Assume a minor stands to get a distribution of cash or property from a trust or from someone’s estate under a Last Will and Testament. If the trust or Last Will and Testament documents include an express reference — in the trust or Will document itself — allowing the trustee or executor to make the distribution into a transfers to minor account, then the trustee or executor can open and create transfers to minors accounts, make the distribution to the account, and age 21 applies.
The take-away point is that the trust document or Will must include an express reference to the trustee or executor having the power to distribute to a transfers to minors account in order for age 21 to apply. In other words, the person who created the trust or Will must have intended for the trust and Will to use transfers to minors accounts. This is the tie-in to my above comment about an intended use of these minors accounts.
The above age 18 / 21 point is that age 21 applies only under the above intentional circumstances.
For this intended age 21 element to apply for estate / trust planning, it is, therefore, imperative that your trust and Will documents include express authority for the trustee or executor to make distributions to minors into transfers to minors accounts. The express power to create and make distributions into transfers to minors accounts also applies if the trust or Will document incorporates expressly by reference the Georgia fiduciary powers under O.C.G.A. Section 53-12-261 (see Section 53-12-261(b)(27)(B) referring expressly to the power to create and fund transfers to minors accounts).
Better yet, create longer-term trust provisions for the minor beneficiaries so that the trust can exist for longer periods beyond age 21. My view is that age 21 is much too young for large amounts of property or cash to fall into the hands of any of these younger beneficiaries.
Hands on the Account at Age 18
By contrast, age 18 is the broader, general rule — even for transfers to minors accounts — when minors become age-18 adults under the law.
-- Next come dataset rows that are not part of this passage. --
//! Fake terminal boot log, typed out one character at a time.

use log::{debug, info};

use super::scene::{MountPoint, NodeId, NodeSpec, Parent, Placement, Scene};
use super::schedule::{Deferred, MIN_INTERVAL, Millis};

/// Boot log shown in the hero terminal.
pub const DEFAULT_COMMANDS: [&str; 12] = [
	"./flossx83 --init-audit-engine",
	"[INFO] Starting FLOSSX83 Enterprise Suite...",
	"[OK] Core Switch Engine initialized",
	"[OK] HSM Tokenization service active",
	"[OK] Fraud Detection AI models loaded",
	"[INFO] Processing transaction flow...",
	"[AUDIT] ISO 8583 message parser ready",
	"[SECURITY] PCI DSS compliance verified",
	"[OK] ATM/POS Simulator GUI launched",
	"[TRACE] Real-time message tracer online",
	"[SUCCESS] All systems operational ✓",
	"[MONITOR] Awaiting transactions...",
];

pub const CURSOR_GLYPH: &str = "█";

/// A new line starts every this many character intervals.
const LINE_INTERVAL_FACTOR: Millis = 15;

#[derive(Clone, Copy, Debug, PartialEq, Eq)]
pub enum TerminalTask {
	NextLine,
	TypeChar { line: usize },
}

/// Typing runs once; idle is terminal.
#[derive(Clone, Copy, Debug, PartialEq, Eq)]
pub enum TerminalPhase {
	Typing,
	Idle,
}

#[derive(Debug)]
struct TypedLine {
	command: NodeId,
	chars: Vec<char>,
	typed: usize,
}

impl TypedLine {
	fn is_complete(&self) -> bool {
		self.typed >= self.chars.len()
	}
}

/// Reveals a fixed list of commands line by line, then parks a blinking
/// cursor on the last line.
#[derive(Debug)]
pub struct TerminalTyper {
	commands: Vec<String>,
	char_interval: Millis,
	next_line: usize,
	exhausted: bool,
	lines: Vec<TypedLine>,
	phase: TerminalPhase,
	cursor: Option<NodeId>,
}

impl TerminalTyper {
	/// `char_interval` is raised to [`MIN_INTERVAL`] if smaller.
	pub fn new<I, S>(commands: I, char_interval: Millis) -> Self
	where
		I: IntoIterator<Item = S>,
		S: Into<String>,
	{
		Self {
			commands: commands.into_iter().map(Into::into).collect(),
			char_interval: char_interval.max(MIN_INTERVAL),
			next_line: 0,
			exhausted: false,
			lines: Vec::new(),
			phase: TerminalPhase::Typing,
			cursor: None,
		}
	}

	pub fn with_default_commands(char_interval: Millis) -> Self {
		Self::new(DEFAULT_COMMANDS, char_interval)
	}

	pub fn phase(&self) -> TerminalPhase {
		self.phase
	}

	pub fn lines_rendered(&self) -> usize {
		self.lines.len()
	}

	/// Command span of every rendered line, in order.
	pub fn command_nodes(&self) -> impl Iterator<Item = NodeId> + '_ {
		self.lines.iter().map(|l| l.command)
	}

	pub fn cursor(&self) -> Option<NodeId> {
		self.cursor
	}

	pub fn line_interval(&self) -> Millis {
		self.char_interval.saturating_mul(LINE_INTERVAL_FACTOR)
	}

	/// First line tick, or nothing when the page has no terminal.
	pub fn start(&self, scene: &impl Scene) -> Option<Deferred<TerminalTask>> {
		if !scene.has_mount(MountPoint::Terminal) {
			debug!("flossx: no terminal container");
			return None;
		}
		Some(Deferred::new(self.line_interval(), TerminalTask::NextLine))
	}

	pub fn handle(
		&mut self,
		task: TerminalTask,
		scene: &mut impl Scene,
	) -> Vec<Deferred<TerminalTask>> {
		if self.phase == TerminalPhase::Idle {
			return Vec::new();
		}
		match task {
			TerminalTask::NextLine => self.next_line(scene),
			TerminalTask::TypeChar { line } => self.type_char(line, scene),
		}
	}

	fn next_line(&mut self, scene: &mut impl Scene) -> Vec<Deferred<TerminalTask>> {
		let Some(text) = self.commands.get(self.next_line) else {
			self.exhausted = true;
			self.finish_if_done(scene);
			return Vec::new();
		};

		let spec = NodeSpec::new("div")
			.class("terminal-line")
			.child(NodeSpec::new("span").class("prompt").text("$"));
		let Some(line) = scene.mount(Parent::Mount(MountPoint::Terminal), Placement::Append, &spec)
		else {
			debug!("flossx: terminal container gone, typing stops");
			self.phase = TerminalPhase::Idle;
			return Vec::new();
		};
		let command = NodeSpec::new("span").class("command");
		let Some(command) = scene.mount(Parent::Node(line), Placement::Append, &command) else {
			self.phase = TerminalPhase::Idle;
			return Vec::new();
		};

		let index = self.lines.len();
		self.lines.push(TypedLine {
			command,
			chars: text.chars().collect(),
			typed: 0,
		});
		self.next_line += 1;

		vec![
			Deferred::new(self.char_interval, TerminalTask::TypeChar { line: index }),
			Deferred::new(self.line_interval(), TerminalTask::NextLine),
		]
	}

	fn type_char(&mut self, index: usize, scene: &mut impl Scene) -> Vec<Deferred<TerminalTask>> {
		let Some(line) = self.lines.get_mut(index) else {
			return Vec::new();
		};
		if let Some(c) = line.chars.get(line.typed) {
			let mut buf = [0u8; 4];
			scene.append_text(line.command, c.encode_utf8(&mut buf));
			line.typed += 1;
		}
		if !line.is_complete() {
			return vec![Deferred::new(
				self.char_interval,
				TerminalTask::TypeChar { line: index },
			)];
		}
		self.finish_if_done(scene);
		Vec::new()
	}

	/// Park the cursor once every line has been dispatched and fully typed.
	fn finish_if_done(&mut self, scene: &mut impl Scene) {
		if !self.exhausted || !self.lines.iter().all(TypedLine::is_complete) {
			return;
		}
		self.phase = TerminalPhase::Idle;

		let Some(last) = self.lines.last() else {
			return;
		};
		let cursor = NodeSpec::new("span")
			.class("cursor")
			.text(CURSOR_GLYPH)
			.style("animation", "blink 1s infinite");
		self.cursor = scene.mount(Parent::Node(last.command), Placement::Append, &cursor);
		info!("flossx: terminal boot log complete");
	}
}

#[cfg(test)]
mod tests {
	use super::super::memory::MemoryScene;
	use super::super::schedule::Scheduler;
	use super::*;

	fn start(typer: &TerminalTyper, scene: &MemoryScene) -> Scheduler<TerminalTask> {
		let mut scheduler = Scheduler::new();
		if let Some(first) = typer.start(scene) {
			scheduler.schedule(first);
		}
		scheduler
	}

	fn advance(
		scheduler: &mut Scheduler<TerminalTask>,
		typer: &mut TerminalTyper,
		scene: &mut MemoryScene,
		until: Millis,
	) {
		while let Some(task) = scheduler.pop_due(until) {
			for next in typer.handle(task, scene) {
				scheduler.schedule(next);
			}
		}
		scheduler.settle(until);
	}

	fn run(typer: &mut TerminalTyper, scene: &mut MemoryScene, until: Millis) -> Scheduler<TerminalTask> {
		let mut scheduler = start(typer, scene);
		advance(&mut scheduler, typer, scene, until);
		scheduler
	}

	#[test]
	fn renders_every_line_then_one_cursor() {
		let mut scene = MemoryScene::with_all_mounts();
		let mut typer = TerminalTyper::with_default_commands(100);
		let scheduler = run(&mut typer, &mut scene, 10 * 60 * 1000);

		assert_eq!(typer.phase(), TerminalPhase::Idle);
		assert_eq!(scheduler.pending(), 0);
		assert_eq!(scene.children(MountPoint::Terminal).len(), DEFAULT_COMMANDS.len());

		let commands: Vec<NodeId> = typer.command_nodes().collect();
		for (node, expected) in commands.iter().zip(DEFAULT_COMMANDS) {
			assert_eq!(scene.node(*node).unwrap().text, expected);
		}

		let cursor = typer.cursor().unwrap();
		let last = scene.node(*commands.last().unwrap()).unwrap();
		assert_eq!(last.children, vec![cursor]);
		assert_eq!(scene.node(cursor).unwrap().text, CURSOR_GLYPH);
		assert_eq!(
			scene.node(cursor).unwrap().style("animation"),
			Some("blink 1s infinite")
		);

		for node in &commands[..commands.len() - 1] {
			assert!(scene.node(*node).unwrap().children.is_empty());
		}
	}

	#[test]
	fn reveals_left_to_right() {
		let mut scene = MemoryScene::with_all_mounts();
		let mut typer = TerminalTyper::new(["abcdef"], 10);

		// First line is appended at 150ms, characters follow every 10ms.
		run(&mut typer, &mut scene, 150 + 30);
		let node = typer.command_nodes().next().unwrap();
		assert_eq!(scene.node(node).unwrap().text, "abc");
		assert!(typer.cursor().is_none());
	}

	#[test]
	fn cursor_waits_for_last_line_to_finish() {
		let mut scene = MemoryScene::with_all_mounts();
		// The long last line is still typing when the line timer runs out.
		let long = "x".repeat(40);
		let mut typer = TerminalTyper::new(["a", long.as_str()], 10);
		let mut scheduler = start(&typer, &scene);

		advance(&mut scheduler, &mut typer, &mut scene, 3 * 150);
		assert_eq!(typer.lines_rendered(), 2);
		assert_eq!(typer.phase(), TerminalPhase::Typing);
		assert!(typer.cursor().is_none());

		advance(&mut scheduler, &mut typer, &mut scene, 2 * 150 + 40 * 10);
		assert_eq!(typer.phase(), TerminalPhase::Idle);
		assert!(typer.cursor().is_some());
		assert_eq!(scheduler.pending(), 0);
	}

	#[test]
	fn zero_speed_still_advances_the_clock() {
		let mut scene = MemoryScene::with_all_mounts();
		let mut typer = TerminalTyper::new(["ab"], 0);
		assert_eq!(typer.line_interval(), MIN_INTERVAL * LINE_INTERVAL_FACTOR);

		run(&mut typer, &mut scene, 100);
		assert_eq!(typer.phase(), TerminalPhase::Idle);
		let node = typer.command_nodes().next().unwrap();
		assert_eq!(scene.node(node).unwrap().text, "ab");
	}

	#[test]
	fn huge_speed_saturates_line_interval() {
		let typer = TerminalTyper::new(["ab"], Millis::MAX / 2);
		assert_eq!(typer.line_interval(), Millis::MAX);
	}

	#[test]
	fn missing_terminal_never_starts() {
		let scene = MemoryScene::new();
		let typer = TerminalTyper::with_default_commands(100);
		assert!(typer.start(&scene).is_none());
	}

	#[test]
	fn idle_is_final() {
		let mut scene = MemoryScene::with_all_mounts();
		let mut typer = TerminalTyper::new(["ok"], 10);
		run(&mut typer, &mut scene, 10_000);
		assert_eq!(typer.phase(), TerminalPhase::Idle);

		assert!(typer.handle(TerminalTask::NextLine, &mut scene).is_empty());
		assert_eq!(typer.lines_rendered(), 1);
	}

	#[test]
	fn empty_command_list_goes_idle_without_cursor() {
		let mut scene = MemoryScene::with_all_mounts();
		let mut typer = TerminalTyper::new(Vec::<String>::new(), 10);
		run(&mut typer, &mut scene, 1000);
		assert_eq!(typer.phase(), TerminalPhase::Idle);
		assert!(typer.cursor().is_none());
		assert!(scene.children(MountPoint::Terminal).is_empty());
	}
}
Accordingly, in virtually all other situations not falling under the above age 21 exceptions, the creation and funding of transfers to minors accounts is still allowable and can be created for a minor, but the minor gets the account at age 18, not 21. The above link to the Georgia transfers to minors statutes provides much more detail than I include in this post.
Keep in mind in this age-18 situation there can (and will) exist a transfers to minors account to hold the property or cash, but the account will be subject to the age 18 element. This is because these age-18 minors accounts are not created under the above intended garden-variety and trust / Will exceptions. The nuances above likely appear overly academic; but have real consequences for this age 18 / 21 distinction.
Now, a final, negative kicker. If the trust or Will document does not include the above authorization for use of a transfers to minors acccount and the distribution amount exceeds $10,000, then a legal guardianship (and conservatorship) will be required for oversight of the property (or cash) until the minor turns 18. This is not an easy, cost-free option. For readers interested in technical details about this conservatorship result, start with the link above for reference to O.C.G.A. Section 44-5-116(c)(3). See also O.C.G.A. Section 29-3-6.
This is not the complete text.